I get frustrated that it's not happening fast enough. Why can't I just do it and put this struggle behind me once and for all? Where is that magic that seems to happen for everyone else yet continues to escape me?
Well, a funny realization has begun to take shape for me lately... Yoga is helping me to change. And there is magic going on. It's just that MY magic doesn't look anything like anyone else's magic. It's unique to me. And that's just as it should be.
When I look back on this yogic journey of mine, I recognize that I do things now that I never did before yoga. For example, I make shakes with fruit, spinach, kale, and protein powder. I stay away from fast food. We cook at home more. I'm trying to eat wheat bread in small quantities (rather than white), as much as my stomach will allow. I try to make healthy vegan deserts from scratch whenever possible rather than buying something from the store. I snack on nuts and dates for energy instead of cookies or french fries. I drink more water. When we do eat out, we are much more conscious of our choices. I've eliminated the bowl of rice I used to get with every sushi meal. We split cupcakes now instead of having one each.

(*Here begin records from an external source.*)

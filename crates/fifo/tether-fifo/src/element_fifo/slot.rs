//! Slot storage for [`ElementFifo`](super::ElementFifo).
//!
//! Slots come from two places. The arena is one boxed slice allocated at
//! construction and released as a unit. Individually owned slots are boxed
//! one at a time as the queue grows and are released one at a time. A
//! [`SlotRef`] names a slot by origin and index, so the chain links never
//! need to compare addresses to tell the two apart.

use alloc::boxed::Box;
use alloc::vec::Vec;

use crate::error::FifoError;

/// Which allocation a slot belongs to.
#[derive(Debug, Clone, Copy, PartialEq, Eq)]
pub(crate) enum SlotOrigin {
    /// Part of the contiguous block allocated at construction.
    Arena,
    /// Allocated on its own during growth.
    Individual,
}

/// Position of a slot inside a [`SlotStore`].
#[derive(Debug, Clone, Copy, PartialEq, Eq)]
pub(crate) struct SlotRef {
    pub(crate) origin: SlotOrigin,
    pub(crate) index: usize,
}

impl SlotRef {
    const fn arena(index: usize) -> Self {
        Self {
            origin: SlotOrigin::Arena,
            index,
        }
    }

    const fn individual(index: usize) -> Self {
        Self {
            origin: SlotOrigin::Individual,
            index,
        }
    }
}

/// One link in the chain.
pub(crate) struct Slot<T> {
    /// The element, if this slot is between head and tail.
    pub(crate) value: Option<T>,
    pub(crate) next: Option<SlotRef>,
}

impl<T> Slot<T> {
    const fn vacant(next: Option<SlotRef>) -> Self {
        Self { value: None, next }
    }
}

/// Owner of every slot a queue has ever allocated.
pub(crate) struct SlotStore<T> {
    arena: Box<[Slot<T>]>,
    individual: Vec<Box<Slot<T>>>,
}

impl<T> SlotStore<T> {
    /// Allocates `slots` arena slots, already linked in index order.
    ///
    /// Fails instead of aborting when the arena cannot be allocated.
    pub(crate) fn with_arena(slots: usize) -> Result<Self, FifoError> {
        let mut arena = Vec::new();
        arena
            .try_reserve_exact(slots)
            .map_err(|_| FifoError::AllocFailed)?;
        arena.extend(
            (0..slots).map(|i| Slot::vacant((i + 1 < slots).then_some(SlotRef::arena(i + 1)))),
        );
        Ok(Self {
            arena: arena.into_boxed_slice(),
            individual: Vec::new(),
        })
    }

    /// First slot of the arena chain, if the arena is non-empty.
    pub(crate) fn arena_head(&self) -> Option<SlotRef> {
        (!self.arena.is_empty()).then_some(SlotRef::arena(0))
    }

    /// Boxes one new vacant, unlinked slot.
    ///
    /// Reserves the index entry first, so a failed reservation leaves the
    /// store unchanged.
    pub(crate) fn push_individual(&mut self) -> Result<SlotRef, FifoError> {
        self.individual
            .try_reserve(1)
            .map_err(|_| FifoError::AllocFailed)?;
        self.individual.push(Box::new(Slot::vacant(None)));
        Ok(SlotRef::individual(self.individual.len() - 1))
    }

    pub(crate) fn arena_len(&self) -> usize {
        self.arena.len()
    }

    pub(crate) fn individual_len(&self) -> usize {
        self.individual.len()
    }

    /// Total number of slots owned.
    pub(crate) fn len(&self) -> usize {
        self.arena.len() + self.individual.len()
    }

    pub(crate) fn get(&self, at: SlotRef) -> &Slot<T> {
        match at.origin {
            SlotOrigin::Arena => &self.arena[at.index],
            SlotOrigin::Individual => &*self.individual[at.index],
        }
    }

    pub(crate) fn get_mut(&mut self, at: SlotRef) -> &mut Slot<T> {
        match at.origin {
            SlotOrigin::Arena => &mut self.arena[at.index],
            SlotOrigin::Individual => &mut *self.individual[at.index],
        }
    }

    /// Iterates the chain starting at `from`, yielding each slot's position.
    pub(crate) fn walk(&self, from: Option<SlotRef>) -> Walk<'_, T> {
        Walk {
            store: self,
            next: from,
            remaining: self.len(),
        }
    }

    /// Splits the store into its two allocations.
    pub(crate) fn into_parts(self) -> (Box<[Slot<T>]>, Vec<Box<Slot<T>>>) {
        (self.arena, self.individual)
    }
}

/// Iterator over a slot chain.
///
/// Stops after visiting as many slots as the store owns, so a corrupted
/// chain with a cycle cannot loop forever.
pub(crate) struct Walk<'a, T> {
    store: &'a SlotStore<T>,
    next: Option<SlotRef>,
    remaining: usize,
}

impl<'a, T> Iterator for Walk<'a, T> {
    type Item = (SlotRef, &'a Slot<T>);

    fn next(&mut self) -> Option<Self::Item> {
        if self.remaining == 0 {
            return None;
        }
        let at = self.next?;
        let slot = self.store.get(at);
        self.next = slot.next;
        self.remaining -= 1;
        Some((at, slot))
    }
}
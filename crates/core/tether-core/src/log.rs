//! Logging interface for the tether crates.
//!
//! Provides [`tlog!`] and the leveled convenience macros (`tinfo!`,
//! `tdebug!`, etc.). Messages go to a single registered sink function; until
//! [`set_log_fn`] is called they are silently discarded. A runtime level
//! filter, seeded from [`config::MAX_LOG_LEVEL`](crate::config::MAX_LOG_LEVEL),
//! drops messages before the sink is ever invoked, which keeps disabled
//! levels cheap inside interrupt handlers.

use core::fmt;
use core::sync::atomic::{AtomicPtr, AtomicU8, Ordering};

// ---------------------------------------------------------------------------
// Log levels (lower = more severe)
// ---------------------------------------------------------------------------

/// Log severity level.
#[derive(Debug, Clone, Copy, PartialEq, Eq, PartialOrd, Ord)]
#[repr(u8)]
pub enum LogLevel {
    /// Fatal: unrecoverable error.
    Fatal = 0,
    /// Error: something failed but the caller may continue.
    Error = 1,
    /// Warning: unexpected condition, such as dropped input.
    Warn = 2,
    /// Informational: lifecycle events (channel init, reset).
    Info = 3,
    /// Debug: storage growth and teardown.
    Debug = 4,
    /// Trace: per-element events such as eviction.
    Trace = 5,
}

impl LogLevel {
    /// Returns the human-readable name (fixed-width for aligned output).
    pub const fn name(self) -> &'static str {
        match self {
            Self::Fatal => "FATAL",
            Self::Error => "ERROR",
            Self::Warn => "WARN ",
            Self::Info => "INFO ",
            Self::Debug => "DEBUG",
            Self::Trace => "TRACE",
        }
    }

    const fn from_u8(raw: u8) -> Self {
        match raw {
            0 => Self::Fatal,
            1 => Self::Error,
            2 => Self::Warn,
            3 => Self::Info,
            4 => Self::Debug,
            _ => Self::Trace,
        }
    }
}

impl fmt::Display for LogLevel {
    fn fmt(&self, f: &mut fmt::Formatter<'_>) -> fmt::Result {
        f.write_str(self.name().trim_end())
    }
}

// ---------------------------------------------------------------------------
// Level filter
// ---------------------------------------------------------------------------

static MAX_LEVEL: AtomicU8 = AtomicU8::new(crate::config::MAX_LOG_LEVEL as u8);

/// Sets the most verbose level that reaches the sink.
pub fn set_max_level(level: LogLevel) {
    MAX_LEVEL.store(level as u8, Ordering::Relaxed);
}

/// Returns the most verbose level that currently reaches the sink.
pub fn max_level() -> LogLevel {
    LogLevel::from_u8(MAX_LEVEL.load(Ordering::Relaxed))
}

/// Returns true if a message at `level` would be forwarded to the sink.
#[inline]
pub fn enabled(level: LogLevel) -> bool {
    level as u8 <= MAX_LEVEL.load(Ordering::Relaxed)
}

// ---------------------------------------------------------------------------
// Sink
// ---------------------------------------------------------------------------

/// The signature of the global leveled log function.
pub type LogFn = fn(LogLevel, fmt::Arguments<'_>);

fn null_log(_level: LogLevel, _args: fmt::Arguments<'_>) {}

static LOG_FN: AtomicPtr<()> = AtomicPtr::new(null_log as *mut ());

/// Registers the global leveled log function.
///
/// # Safety
///
/// The provided function must be safe to call from any context, including
/// interrupt handlers that hold an [`IrqSpinLock`](crate::sync::IrqSpinLock).
/// It must not itself log through this module.
pub unsafe fn set_log_fn(f: LogFn) {
    LOG_FN.store(f as *mut (), Ordering::Release);
}

/// Restores the discarding sink.
pub fn clear_log_fn() {
    LOG_FN.store(null_log as *mut (), Ordering::Release);
}

#[inline]
fn load_log_fn() -> LogFn {
    let ptr = LOG_FN.load(Ordering::Acquire);
    // SAFETY: Only valid `LogFn` pointers (or `null_log`) are ever stored in LOG_FN.
    unsafe { core::mem::transmute::<*mut (), LogFn>(ptr) }
}

/// Implementation detail for [`tlog!`]. Not public API.
#[doc(hidden)]
pub fn _log(level: LogLevel, args: fmt::Arguments<'_>) {
    if enabled(level) {
        load_log_fn()(level, args);
    }
}

/// Logs a message at the given level.
#[macro_export]
macro_rules! tlog {
    ($level:expr, $($arg:tt)*) => {
        $crate::log::_log($level, format_args!($($arg)*))
    };
}

/// Logs a fatal-level message (level 0).
#[macro_export]
macro_rules! tfatal {
    ($($arg:tt)*) => { $crate::tlog!($crate::log::LogLevel::Fatal, $($arg)*) };
}

/// Logs an error-level message (level 1).
#[macro_export]
macro_rules! terr {
    ($($arg:tt)*) => { $crate::tlog!($crate::log::LogLevel::Error, $($arg)*) };
}

/// Logs a warning-level message (level 2).
#[macro_export]
macro_rules! twarn {
    ($($arg:tt)*) => { $crate::tlog!($crate::log::LogLevel::Warn, $($arg)*) };
}

/// Logs an info-level message (level 3).
#[macro_export]
macro_rules! tinfo {
    ($($arg:tt)*) => { $crate::tlog!($crate::log::LogLevel::Info, $($arg)*) };
}

/// Logs a debug-level message (level 4).
#[macro_export]
macro_rules! tdebug {
    ($($arg:tt)*) => { $crate::tlog!($crate::log::LogLevel::Debug, $($arg)*) };
}

/// Logs a trace-level message (level 5).
#[macro_export]
macro_rules! ttrace {
    ($($arg:tt)*) => { $crate::tlog!($crate::log::LogLevel::Trace, $($arg)*) };
}
//! Growable, lossy FIFO of element handles.
//!
//! An [`ElementFifo`] keeps its elements in a singly linked chain of slots.
//! The slots from `head` to `tail` hold live elements in arrival order; the
//! slots after `tail` are vacant and get reused before anything new is
//! allocated.
//!
//! Storage grows in two stages:
//!
//! 1. `initial` slots are allocated up front as one contiguous arena.
//! 2. Past that, each enqueue that finds no vacant slot boxes one new slot,
//!    until the queue owns `max_capacity` slots.
//!
//! Capacity never shrinks. Once the ceiling is reached, an enqueue into a
//! full queue evicts the oldest element and reuses its slot.
//!
//! ```text
//!   head              tail
//!    v                 v
//!   [a] -> [b] -> [c] -> [ ] -> [ ] -> None
//!    live elements       vacant slots
//! ```
//!
//! The [`checked`] module wraps the typed API for callers that pass possibly
//! absent queues and elements and expect the `-1` error sentinel.

pub mod checked;
mod slot;

use core::fmt;

use tether_core::{tdebug, ttrace};

use crate::error::FifoError;
#[cfg(debug_assertions)]
use slot::SlotOrigin;
use slot::{SlotRef, SlotStore};

/// Allocation counts for an [`ElementFifo`].
#[derive(Debug, Clone, Copy, PartialEq, Eq, Default)]
pub struct AllocStats {
    /// Slots in the preallocated arena.
    pub arena_slots: usize,
    /// Slots allocated one at a time during growth.
    pub individual_slots: usize,
    /// Live allocations: one for a non-empty arena plus one per individual slot.
    pub allocations: usize,
}

/// What [`ElementFifo::destroy`] released.
#[derive(Debug, Clone, Copy, PartialEq, Eq, Default)]
pub struct ReleaseReport {
    /// Whether a non-empty arena was released.
    pub arena_released: bool,
    /// Number of individually owned slots released.
    pub individual_released: usize,
}

impl ReleaseReport {
    /// Total number of allocations released.
    #[must_use]
    pub fn releases(&self) -> usize {
        self.individual_released + usize::from(self.arena_released)
    }
}

/// A bounded-growth FIFO that evicts its oldest element when full.
///
/// Not synchronized: callers sharing a queue provide their own exclusion.
pub struct ElementFifo<T> {
    store: SlotStore<T>,
    /// Oldest live element, or the first vacant slot when empty.
    head: Option<SlotRef>,
    /// Newest live element; `None` when empty.
    tail: Option<SlotRef>,
    len: usize,
    max_capacity: usize,
}

impl<T> ElementFifo<T> {
    /// Creates a queue with `initial` preallocated slots and a ceiling of
    /// `max_capacity` slots.
    ///
    /// # Errors
    ///
    /// [`FifoError::ZeroMaxCapacity`] if `max_capacity` is zero,
    /// [`FifoError::InitialExceedsMax`] if `initial > max_capacity`, and
    /// [`FifoError::AllocFailed`] if the arena cannot be allocated.
    pub fn new(initial: usize, max_capacity: usize) -> Result<Self, FifoError> {
        if max_capacity == 0 {
            return Err(FifoError::ZeroMaxCapacity);
        }
        if initial > max_capacity {
            return Err(FifoError::InitialExceedsMax {
                initial,
                max: max_capacity,
            });
        }

        let store = SlotStore::with_arena(initial)?;
        let fifo = Self {
            head: store.arena_head(),
            store,
            tail: None,
            len: 0,
            max_capacity,
        };
        fifo.check();
        Ok(fifo)
    }

    /// Number of live elements.
    #[must_use]
    pub fn len(&self) -> usize {
        self.len
    }

    /// Returns true if no elements are queued.
    #[must_use]
    pub fn is_empty(&self) -> bool {
        self.len == 0
    }

    /// Number of slots owned, live or vacant.
    #[must_use]
    pub fn capacity(&self) -> usize {
        self.store.len()
    }

    /// Ceiling on [`capacity`](Self::capacity), fixed at construction.
    #[must_use]
    pub fn max_capacity(&self) -> usize {
        self.max_capacity
    }

    /// Returns true if the next enqueue will evict.
    #[must_use]
    pub fn is_full(&self) -> bool {
        self.len == self.max_capacity
    }

    /// Returns the oldest element without removing it.
    #[must_use]
    pub fn peek(&self) -> Option<&T> {
        if self.len == 0 {
            return None;
        }
        self.store.get(self.head?).value.as_ref()
    }

    /// Appends `value` and returns the new length.
    ///
    /// When the queue is at its ceiling and full, the oldest element is
    /// dropped to make room; its `Drop` runs any cleanup it owns.
    ///
    /// # Errors
    ///
    /// [`FifoError::AllocFailed`] if a new slot was needed and could not be
    /// allocated. The queue is left unchanged.
    pub fn enqueue(&mut self, value: T) -> Result<usize, FifoError> {
        self.enqueue_evicting(value).map(|(len, _)| len)
    }

    /// Appends `value`, returning the new length and the element evicted to
    /// make room, if any.
    ///
    /// # Errors
    ///
    /// As for [`enqueue`](Self::enqueue).
    pub fn enqueue_evicting(&mut self, value: T) -> Result<(usize, Option<T>), FifoError> {
        let mut evicted = None;
        // Runs at most twice: an eviction always leaves a vacant slot.
        let at = loop {
            if let Some(at) = self.vacant_slot() {
                break at;
            }
            if self.capacity() < self.max_capacity {
                break self.grow()?;
            }
            ttrace!(
                "fifo: full at {} slots, evicting oldest\n",
                self.max_capacity
            );
            evicted = self.dequeue();
        };

        self.store.get_mut(at).value = Some(value);
        if self.len == 0 {
            self.head = Some(at);
        }
        self.tail = Some(at);
        self.len += 1;
        self.check();
        Ok((self.len, evicted))
    }

    /// Removes and returns the oldest element.
    ///
    /// The emptied slot is relinked after the tail, so capacity is unchanged.
    pub fn dequeue(&mut self) -> Option<T> {
        if self.len == 0 {
            return None;
        }
        let old = self.head?;
        let value = self.store.get_mut(old).value.take();
        self.len -= 1;

        if self.len == 0 {
            // The single live slot becomes the first vacant one in place.
            self.tail = None;
        } else if let Some(tail) = self.tail {
            let after_tail = self.store.get(tail).next;
            let slot = self.store.get_mut(old);
            let new_head = slot.next;
            slot.next = after_tail;
            self.store.get_mut(tail).next = Some(old);
            self.head = new_head;
        }

        self.check();
        value
    }

    /// Number of slots reachable from the head of the chain.
    ///
    /// Always equal to [`capacity`](Self::capacity).
    #[must_use]
    pub fn chain_len(&self) -> usize {
        self.store.walk(self.head).count()
    }

    /// Number of chained slots currently holding an element.
    ///
    /// Always equal to [`len`](Self::len).
    #[must_use]
    pub fn occupied(&self) -> usize {
        self.store
            .walk(self.head)
            .filter(|(_, slot)| slot.value.is_some())
            .count()
    }

    /// Current allocation counts.
    #[must_use]
    pub fn alloc_stats(&self) -> AllocStats {
        let arena_slots = self.store.arena_len();
        let individual_slots = self.store.individual_len();
        AllocStats {
            arena_slots,
            individual_slots,
            allocations: usize::from(arena_slots > 0) + individual_slots,
        }
    }

    /// Releases every slot and any elements still queued.
    ///
    /// Individually owned slots are released one at a time; the arena is
    /// released as a single unit. Safe on a queue that never allocated.
    pub fn destroy(self) -> ReleaseReport {
        #[cfg(debug_assertions)]
        self.check_origins();

        let dropped = self.len;
        let (arena, individual) = self.store.into_parts();
        let mut report = ReleaseReport::default();
        for slot in individual {
            drop(slot);
            report.individual_released += 1;
        }
        if !arena.is_empty() {
            drop(arena);
            report.arena_released = true;
        }

        tdebug!(
            "fifo: destroyed, {} allocations released, {} elements dropped\n",
            report.releases(),
            dropped
        );
        report
    }

    /// Asserts every owned slot is chained exactly once, counted by origin.
    #[cfg(debug_assertions)]
    fn check_origins(&self) {
        let (mut arena, mut individual) = (0usize, 0usize);
        for (at, _) in self.store.walk(self.head) {
            match at.origin {
                SlotOrigin::Arena => arena += 1,
                SlotOrigin::Individual => individual += 1,
            }
        }
        assert_eq!(arena, self.store.arena_len(), "arena slot missing from chain");
        assert_eq!(
            individual,
            self.store.individual_len(),
            "individual slot missing from chain"
        );
    }

    /// First vacant slot available to the next enqueue.
    fn vacant_slot(&self) -> Option<SlotRef> {
        match self.tail {
            Some(tail) => self.store.get(tail).next,
            None => self.head,
        }
    }

    /// Boxes one more slot and links it after the tail.
    fn grow(&mut self) -> Result<SlotRef, FifoError> {
        let at = self.store.push_individual()?;
        match self.tail {
            Some(tail) => self.store.get_mut(tail).next = Some(at),
            None => self.head = Some(at),
        }
        tdebug!(
            "fifo: grew to {} of {} slots\n",
            self.capacity(),
            self.max_capacity
        );
        Ok(at)
    }

    /// Walks the whole chain and asserts the structural invariants.
    #[cfg(any(test, tether_fifo_check))]
    fn check(&self) {
        assert!(self.capacity() <= self.max_capacity, "capacity over ceiling");
        assert!(self.len <= self.capacity(), "length over capacity");
        assert_eq!(self.chain_len(), self.capacity(), "chain does not cover every slot");

        let mut last_live = None;
        for (i, (at, slot)) in self.store.walk(self.head).enumerate() {
            assert_eq!(slot.value.is_some(), i < self.len, "live slot out of place");
            if i + 1 == self.len {
                last_live = Some(at);
            }
        }
        assert_eq!(last_live, self.tail, "tail is not the newest element");
    }

    #[cfg(not(any(test, tether_fifo_check)))]
    #[inline]
    fn check(&self) {}
}

impl<T> fmt::Debug for ElementFifo<T> {
    fn fmt(&self, f: &mut fmt::Formatter<'_>) -> fmt::Result {
        f.debug_struct("ElementFifo")
            .field("len", &self.len)
            .field("capacity", &self.capacity())
            .field("max_capacity", &self.max_capacity)
            .finish_non_exhaustive()
    }
}
//! Bounded queues for interrupt-driven firmware.
//!
//! Two independent structures live here:
//!
//! - [`ByteRing`]: a fixed-capacity circular byte buffer that clamps short
//!   transfers instead of failing. [`ByteChannels`] pairs two of them (receive
//!   and transmit), each behind its own [`IrqSpinLock`](tether_core::sync::IrqSpinLock),
//!   selected by [`ChannelId`].
//! - [`ElementFifo`]: a growable queue of element handles. Slots come from a
//!   contiguous preallocated arena first, then from individually owned
//!   allocations up to a hard ceiling; past the ceiling the oldest element is
//!   evicted to make room.
//!
//! Neither structure synchronizes internally; see [`ByteChannels`] for the
//! locked pairing used between an interrupt handler and foreground code.

#![cfg_attr(not(test), no_std)]
#![warn(missing_docs)]

extern crate alloc;

pub mod byte_ring;
pub mod channels;
pub mod config;
pub mod element_fifo;
pub mod error;

pub use byte_ring::ByteRing;
pub use channels::{ByteChannels, ChannelId};
pub use element_fifo::{AllocStats, ElementFifo, ReleaseReport};
pub use error::FifoError;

The bottom line is that there have been some real changes. And yes, there remains more work to do. I'm not perfect. I slip up from time to time. I have a sweet tooth and I adore my baked goods. When I'm feeling depressed, I often eat more than I should. These are just a few of the things I'm working on, but there are so many changes that I've already instituted. So. Many. I can't let that progress continue to go unnoticed. Or uncelebrated.
Perhaps most importantly though, I must fully grasp that this diet evolution is a lot like my evolution on the mat: Nothing worth having arrives overnight. Nothing worth having comes without a great deal of effort. Why should weight loss be any different than my quest to stand up from a backbend? Both will happen ONLY after a lot of dedication and hard work and not a moment before the time is right. Tiny, incremental changes day after day add up.
So will yoga help you lose weight? I believe the answer to that question is yes, but the way in which that "yes" manifests itself might happen while you're not looking.